I remember vividly my time at college, the three of us spending day and night together, Sue, Betty and myself. We went shopping, had great times on our holidays and shared all of our hobbies. Although Sue and Betty had boyfriends, and I did not, we still kept spending time together. It was at Sue’s wedding that I met Colin, not particularly tall and without any eye-catching accoutrements, but still something about him had my attention. It wasn’t long before Betty and Chris were getting married, and a few weeks later so were Colin and I.
A year had gone by when Colin and I started trying for a baby. Sue, Betty and I all thought it would be a great idea to get pregnant at the same time so our children would be born close to each other and grow up with each other as friends. We would chat about pregnancy, choose baby clothes and take walks together. Betty was the first of us to announce a pregnancy and just a few weeks later Sue shared her happy news with us, she was pregnant too. All this time I would dream of two lines showing up on a pregnancy test and imagine jumping on my friends to announce the news. When we would all get together Sue and Betty would discuss, without pausing for breath so it seemed, doctor’s visits, baby pushchairs and how excited their own parents were at being grandparents.
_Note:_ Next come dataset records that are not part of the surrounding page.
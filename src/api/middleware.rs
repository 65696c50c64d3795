//! HTTP Middleware
//!
//! Security response headers and the per-client request limit applied
//! around every route.

use std::net::{IpAddr, SocketAddr};
use std::num::NonZeroU32;
use std::sync::Arc;
use std::time::Duration;

use axum::{
    extract::{ConnectInfo, Request, State},
    http::{HeaderName, HeaderValue},
    middleware::Next,
    response::Response,
    Router,
};
use governor::{
    clock::{Clock, DefaultClock},
    DefaultKeyedRateLimiter, Quota, RateLimiter,
};
use tower_http::set_header::SetResponseHeaderLayer;
use tracing::warn;

use crate::error::NeoError;

/// Requests allowed per client per minute unless configured otherwise
pub const DEFAULT_RATE_LIMIT_PER_MINUTE: u32 = 100;

// == Security Headers ==
/// Headers added to every response that does not already carry them.
pub const SECURITY_HEADERS: [(&str, &str); 12] = [
    (
        "content-security-policy",
        "default-src 'self';base-uri 'self';font-src 'self' https: data:;\
         form-action 'self';frame-ancestors 'self';img-src 'self' data:;\
         object-src 'none';script-src 'self';script-src-attr 'none';\
         style-src 'self' https: 'unsafe-inline';upgrade-insecure-requests",
    ),
    ("cross-origin-opener-policy", "same-origin"),
    ("cross-origin-resource-policy", "cross-origin"),
    ("origin-agent-cluster", "?1"),
    ("referrer-policy", "no-referrer"),
    (
        "strict-transport-security",
        "max-age=15552000; includeSubDomains",
    ),
    ("x-content-type-options", "nosniff"),
    ("x-dns-prefetch-control", "off"),
    ("x-download-options", "noopen"),
    ("x-frame-options", "SAMEORIGIN"),
    ("x-permitted-cross-domain-policies", "none"),
    ("x-xss-protection", "0"),
];

/// Layers [`SECURITY_HEADERS`] onto `router`.
pub fn with_security_headers<S>(router: Router<S>) -> Router<S>
where
    S: Clone + Send + Sync + 'static,
{
    SECURITY_HEADERS
        .iter()
        .fold(router, |router, &(name, value)| {
            router.layer(SetResponseHeaderLayer::if_not_present(
                HeaderName::from_static(name),
                HeaderValue::from_static(value),
            ))
        })
}

// == Rate Limiting ==
/// Request limiter keyed by client IP.
///
/// Requests without connection info (in-process callers) share the `None`
/// bucket.
pub type ClientRateLimiter = DefaultKeyedRateLimiter<Option<IpAddr>>;

pub fn client_rate_limiter(per_minute: NonZeroU32) -> Arc<ClientRateLimiter> {
    Arc::new(RateLimiter::keyed(Quota::per_minute(per_minute)))
}

/// Rejects the request with 429 once its client has used up the quota.
pub async fn enforce_rate_limit(
    State(limiter): State<Arc<ClientRateLimiter>>,
    request: Request,
    next: Next,
) -> Result<Response, NeoError> {
    let client = request
        .extensions()
        .get::<ConnectInfo<SocketAddr>>()
        .map(|ConnectInfo(addr)| addr.ip());

    if let Err(not_until) = limiter.check_key(&client) {
        let wait = not_until.wait_time_from(DefaultClock::default().now());
        warn!(client = ?client, "Rate limit exceeded");
        return Err(NeoError::RateLimited {
            retry_after_secs: whole_seconds(wait),
        });
    }

    Ok(next.run(request).await)
}

/// Rounds up to whole seconds, never below one.
fn whole_seconds(wait: Duration) -> u64 {
    let secs = wait.as_secs() + u64::from(wait.subsec_nanos() > 0);
    secs.max(1)
}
Unfortunately there was nothing I could do about my negative emotions and although I was walking on air because of Sue and Betty being so happy I was also worried about my potential fertility problems at such a young age, 31.
Sue and Betty both gave birth to gorgeous babies and our times together became fewer and further between because of my professional ifs ands and buts. The reality was I couldn’t handle my negative emotions. One evening I told Colin we should visit a doctor and find out the reason I wasn’t getting pregnant. We did a ton of basic and additional medical tests and it came back that the only way I could get pregnant was through in vitro. Colin and I felt such relief at having the answers and a solution at our fingertips that we simply couldn’t wait to tell our family and friends. Unfortunately three failed IVF treatments later and the doctor told us the only chance we had was IVF with donor eggs, despite my young age.
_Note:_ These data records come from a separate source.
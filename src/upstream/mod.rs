//! Upstream Module
//!
//! HTTP client for the NASA NeoWs (Near Earth Object Web Service) API.

mod client;

pub use client::{NeoClient, UpstreamError, DEFAULT_API_KEY, DEFAULT_API_URL};
//! Error types for the proxy
//!
//! Provides unified error handling using thiserror.

use axum::{
    http::{header, HeaderValue, StatusCode},
    response::{IntoResponse, Response},
    Json,
};
use thiserror::Error;
use tracing::error;

use crate::models::ErrorResponse;
use crate::upstream::UpstreamError;

// == NEO Error Enum ==
/// Unified error type for the proxy.
#[derive(Error, Debug)]
pub enum NeoError {
    /// The upstream API call failed; `resource` names the endpoint
    #[error("Failed to fetch NEO {resource}")]
    Upstream {
        resource: &'static str,
        #[source]
        source: UpstreamError,
    },

    /// Invalid request data
    #[error("Invalid request: {0}")]
    InvalidRequest(String),

    /// Requested item not found
    #[error("Not found: {0}")]
    NotFound(String),

    /// The client exceeded its request quota
    #[error("Rate limit exceeded, retry in {retry_after_secs} seconds")]
    RateLimited { retry_after_secs: u64 },
}

impl NeoError {
    /// Wraps an upstream failure for the named resource.
    pub fn upstream(resource: &'static str) -> impl FnOnce(UpstreamError) -> Self {
        move |source| NeoError::Upstream { resource, source }
    }

    pub fn status(&self) -> StatusCode {
        match self {
            NeoError::Upstream { .. } => StatusCode::BAD_GATEWAY,
            NeoError::InvalidRequest(_) => StatusCode::BAD_REQUEST,
            NeoError::NotFound(_) => StatusCode::NOT_FOUND,
            NeoError::RateLimited { .. } => StatusCode::TOO_MANY_REQUESTS,
        }
    }
}

// == IntoResponse Implementation ==
impl IntoResponse for NeoError {
    fn into_response(self) -> Response {
        if let NeoError::Upstream { resource, source } = &self {
            error!(resource, error = %source, "Upstream request failed");
        }

        let status = self.status();
        let mut response = (status, Json(ErrorResponse::new(self.to_string()))).into_response();
        if let NeoError::RateLimited { retry_after_secs } = self {
            response
                .headers_mut()
                .insert(header::RETRY_AFTER, HeaderValue::from(retry_after_secs));
        }
        response
    }
}

// == Result Type Alias ==
/// Convenience Result type for the proxy.
pub type Result<T> = std::result::Result<T, NeoError>;

#[cfg(test)]
mod tests {
    use super::*;

    #[test]
    fn test_upstream_error_message_names_resource() {
        let err = NeoError::upstream("feed")(UpstreamError::Status(StatusCode::SERVICE_UNAVAILABLE));
        assert_eq!(err.to_string(), "Failed to fetch NEO feed");
        assert_eq!(err.status(), StatusCode::BAD_GATEWAY);
    }

    #[test]
    fn test_status_mapping() {
        assert_eq!(
            NeoError::InvalidRequest("key is required".into()).into_response().status(),
            StatusCode::BAD_REQUEST
        );
        assert_eq!(
            NeoError::NotFound("cache:/x".into()).into_response().status(),
            StatusCode::NOT_FOUND
        );
    }

    #[test]
    fn test_rate_limited_sets_retry_after() {
        let response = NeoError::RateLimited { retry_after_secs: 3 }.into_response();
        assert_eq!(response.status(), StatusCode::TOO_MANY_REQUESTS);
        assert_eq!(response.headers()[header::RETRY_AFTER], "3");
    }
}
I simply could not bear the thought of using donor eggs. I still believed that my fertility would kick in and we would conceive naturally. I kept thinking that if went through IVF with donor eggs at my clinic it would cost a lot of money.
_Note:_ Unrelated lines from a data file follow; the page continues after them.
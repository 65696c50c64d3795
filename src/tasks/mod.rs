//! Background Tasks Module
//!
//! Contains background tasks that run periodically during server operation.
//!
//! # Tasks
//! - Stale sweep: Drops cache entries older than a maximum age

mod sweep;

pub use sweep::spawn_sweep_task;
IVF With Donor Eggs – A Helping Hand
One summer evening Colin and I were enjoying ourselves with his parents when his mother asked me what was wrong. Although reluctant to discuss our problems at first, once I saw her warm and kind eyes I opened up immediately and burst into tears, telling her everything. I never imagined that at 31 I would be undergoing IVF treatment with donor eggs. It was then that she told me a secret that even Colin didn’t know about, she herself had trouble conceiving when she was my age and because IVF wasn’t a thing at the time they chose the next best option, adoption. She said she was the happiest woman in the world and that being a mother meant everything to her, and if she had had the option to undergo IVF with donor eggs then she would have jumped at the chance. She persuaded me to undergo IVF with egg donation at a fertility clinic and said that if we had any money problems then I shouldn’t hesitate to say something.
The next day I called the fertility clinic so that I could undergo the procedure as fast as possible.
Thankfully the procedure was successful and we are now enjoying another pleasant summer evening at Colin’s parents with our daughter Mary, named after her grandmother.